Condeno o recorrente ao pagamento de honorários advocatícios que arbitro em
R$700,00, seguindo entendimento pacificado nesta Turma Recursal, nos termos das
balizas trazidas pela legislação processual. É como voto. (TR5. Processo
00371814220114036301. Juiz(a) Federal Kyu Soon Lee. e-DJF3 Judicial 07/06/2013).
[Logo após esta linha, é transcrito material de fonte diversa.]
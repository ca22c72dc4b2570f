//! # Ember Error Handling
//!
//! Error types for the submission core.
//!
//! Error handling in Ember follows these principles:
//! - Errors are typed and categorized
//! - No panics in production code paths
//! - Failures are returned, never dropped; policy (retry, evict, fail the
//!   API call) belongs to the caller
//! - Errors are `no_std` compatible

use core::fmt;

// =============================================================================
// RESULT TYPE
// =============================================================================

/// Ember Result type alias
pub type Result<T> = core::result::Result<T, Error>;

// =============================================================================
// ERROR ENUM
// =============================================================================

/// Ember unified error type
///
/// Errors are categorized by subsystem. Resource exhaustion surfaces as
/// [`Error::Allocation`] so the API layer can map it to an out-of-resources
/// code.
#[derive(Debug, Clone, Copy, PartialEq, Eq)]
#[non_exhaustive]
pub enum Error {
    // =========================================================================
    // Generic Errors
    // =========================================================================
    /// Invalid parameter provided
    InvalidParameter,
    /// Object is not in a state that allows the operation
    InvalidState,
    /// Resource not found
    NotFound,
    /// Operation timed out
    Timeout,
    /// Operation not supported by this backend
    NotSupported,

    // =========================================================================
    // Memory Errors
    // =========================================================================
    /// Backing allocator could not satisfy the request
    Allocation(AllocationStatus),
    /// GPU virtual address space exhausted
    OutOfMemory,
    /// Address not aligned
    MisalignedAddress,
    /// Write past the end of a stream
    BufferOverflow,
    /// No free submission context slot
    ContextLimitReached,

    // =========================================================================
    // Command Submission Errors
    // =========================================================================
    /// Hardware hand-off rejected the batch
    SubmissionFailed,
    /// No completion tag bound to the engine
    TagNotBound,
}

impl Error {
    /// Whether this error means the device ran out of memory
    pub const fn is_out_of_resources(&self) -> bool {
        matches!(
            self,
            Self::Allocation(AllocationStatus::Error) | Self::OutOfMemory
        )
    }
}

impl fmt::Display for Error {
    fn fmt(&self, f: &mut fmt::Formatter<'_>) -> fmt::Result {
        match self {
            // Generic
            Self::InvalidParameter => write!(f, "invalid parameter"),
            Self::InvalidState => write!(f, "invalid state"),
            Self::NotFound => write!(f, "resource not found"),
            Self::Timeout => write!(f, "operation timed out"),
            Self::NotSupported => write!(f, "operation not supported"),

            // Memory
            Self::Allocation(status) => write!(f, "allocation failed: {}", status),
            Self::OutOfMemory => write!(f, "out of GPU address space"),
            Self::MisalignedAddress => write!(f, "misaligned address"),
            Self::BufferOverflow => write!(f, "stream overflow"),
            Self::ContextLimitReached => write!(f, "submission context limit reached"),

            // Submission
            Self::SubmissionFailed => write!(f, "submission failed"),
            Self::TagNotBound => write!(f, "completion tag not bound"),
        }
    }
}

#[cfg(feature = "std")]
impl std::error::Error for Error {}

// =============================================================================
// SUB-ERROR TYPES
// =============================================================================

/// Status reported by a backing allocator when it cannot produce memory
#[derive(Debug, Clone, Copy, PartialEq, Eq)]
pub enum AllocationStatus {
    /// Generic failure (resource exhaustion)
    Error,
    /// Caller-supplied host memory cannot be wrapped
    InvalidHostPointer,
    /// Device pool exhausted; a non-device pool may still succeed
    RetryInNonDevicePool,
}

impl fmt::Display for AllocationStatus {
    fn fmt(&self, f: &mut fmt::Formatter<'_>) -> fmt::Result {
        match self {
            Self::Error => write!(f, "out of device memory"),
            Self::InvalidHostPointer => write!(f, "invalid host pointer"),
            Self::RetryInNonDevicePool => write!(f, "retry in non-device pool"),
        }
    }
}

// =============================================================================
// ERROR CONVERSION
// =============================================================================

impl From<AllocationStatus> for Error {
    fn from(e: AllocationStatus) -> Self {
        Error::Allocation(e)
    }
}

#[cfg(test)]
mod tests {
    use super::*;

    #[test]
    fn test_status_conversion() {
        let err: Error = AllocationStatus::InvalidHostPointer.into();
        assert_eq!(err, Error::Allocation(AllocationStatus::InvalidHostPointer));
        assert!(!err.is_out_of_resources());
        assert!(Error::from(AllocationStatus::Error).is_out_of_resources());
        assert!(Error::OutOfMemory.is_out_of_resources());
    }

    #[test]
    fn test_display() {
        let text = alloc::format!("{}", Error::Allocation(AllocationStatus::Error));
        assert_eq!(text, "allocation failed: out of device memory");
        assert_eq!(alloc::format!("{}", Error::TagNotBound), "completion tag not bound");
    }
}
Depreende-se da leitura que a dignidade humana caminha desvinculada da nacionalidade, posto que é intrínseca à essência humana em si. O Brasil, havendo tomado por princípio fundamental a dignidade humana e por objetivo fundamental a construção de uma sociedade livre, justa e solidária, não se pode isentar de seu dever para com qualquer indivíduo.
[1] TARTUCE. Flávio. Manual de
Direito Civil: volume único. 3. ed. rev., atual. e ampl. Rio de Janeiro:
Forense; São Paulo: MÉTODO, 2013. p. 536.
[2] FACHIN, Luiz Edson. Estatuto
jurídico do patrimônio mínimo. Rio de Janeiro: Renovar, 2001. p. 1190.
[3] ARONNE, Ricardo. Razão e caos no
discurso jurídico e outros ensaios de direito civil-constitucional. Porto
Alegre: Livraria do Advogado Editora, 2010. p. 127.
[4] MENDES, Gilmar Ferreira. BRANCO,
Paulo Gustavo Gonet. Curso de direito constitucional. 7. Ed. rev. e atual. São
Paulo: Saraiva, 2012. p. 197.
[5] KANT, Immanuel. Critique of practical reason. Cambridge texts in the
history of philosophy. Translated by Mary Gregor and introduction by Andrews Reath.
Cambridge: Cambridge University Press,
1997. p. 28.
[6] KANT, Immanuel. Fundamentação da
metafísica dos costumes e outros escritos. São Paulo: Martin Claret, 2002. p.
58.
[7] Op. cit.
[8] Op. cit., p. 65.
[9] MENDES, Gilmar Ferreira. BRANCO,
Paulo Gustavo Gonet Op. cit., p. 162.
[10] Art. 884 do Código Civil.
[11] MENDES, Gilmar Ferreira. BRANCO,
Paulo Gustavo Gonet. Op. cit., p. 190.
[12] MENDES, Gilmar Ferreira. BRANCO,
Paulo Gustavo Gonet. Op. cit., p. 191.